Bibliographic record
Abstract
PURPOSE OF REVIEW: Chronic primary mitral regurgitation (MR) is a common heart valve disease with a rising prevalence with the aging populations worldwide. The timing of surgical intervention in patients who have severe MR but remain asymptomatic is often debated. Herein we synthesize the latest American College of Cardiology/American Heart Association (ACC/AHA) and European Society of Cardiology/ European Association for Cardio-Thoracic Surgery (ESC/EACTS) heart valve guidelines in such patients and illustrate how circulating and/or imaging biomarkers can be used to help refine decision making algorithms.

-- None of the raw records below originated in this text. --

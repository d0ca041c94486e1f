//! Device capability error types

use std::path::PathBuf;
use thiserror::Error;

/// Errors reported by a device capability
#[derive(Debug, Error)]
pub enum DeviceError {
    #[error("Capability {capability} is not available")]
    Unavailable { capability: &'static str },

    #[error("Request rejected: {0}")]
    Rejected(String),

    #[error("Bad dataset at {path}: {reason}")]
    Dataset { path: PathBuf, reason: String },

    #[error("No module registered as '{name}'")]
    UnknownModule { name: String },
}

impl DeviceError {
    /// Shorthand for a rejected request
    pub fn rejected(reason: impl Into<String>) -> Self {
        DeviceError::Rejected(reason.into())
    }

    /// Shorthand for a dataset problem
    pub fn dataset(path: impl Into<PathBuf>, reason: impl Into<String>) -> Self {
        DeviceError::Dataset {
            path: path.into(),
            reason: reason.into(),
        }
    }
}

RECENT FINDINGS: The approach to decision making and strength of guideline recommendations in patients with asymptomatic stage C1 (left ventricular ejection fraction [LVEF] > 60% and left ventricular end systolic dimension [LVESD] < 40 mm) and stage C2 disease (LVEF ≤ 60% and/or LVESD ≥ 40 mm) are reviewed. While surgical intervention is clearly indicated in patients with stage C2 disease, a multifaceted approach that integrates repairability, expertise, sub-clinical evidence of left ventricular (LV) dysfunction, and patient preferences is required to identify the optimal approach to surveillance vs. surgery. The role of imaging (3D echocardiography, contrast echocardiography, left ventricular global longitudinal strain, and cardiovascular magnetic resonance imaging [CMR]) and circulating (natriuretic peptides) biomarkers in decision making is also reviewed. SUMMARY: The decision making around timing of intervention in chronic primary MR requires a personalized approach that is based on accurate assessments of severity of MR, LV dimensions, LV function, valve morphology/repairability, surgeon and center expertise, and patient wishes. Biomarkers hold promise in refining decision making.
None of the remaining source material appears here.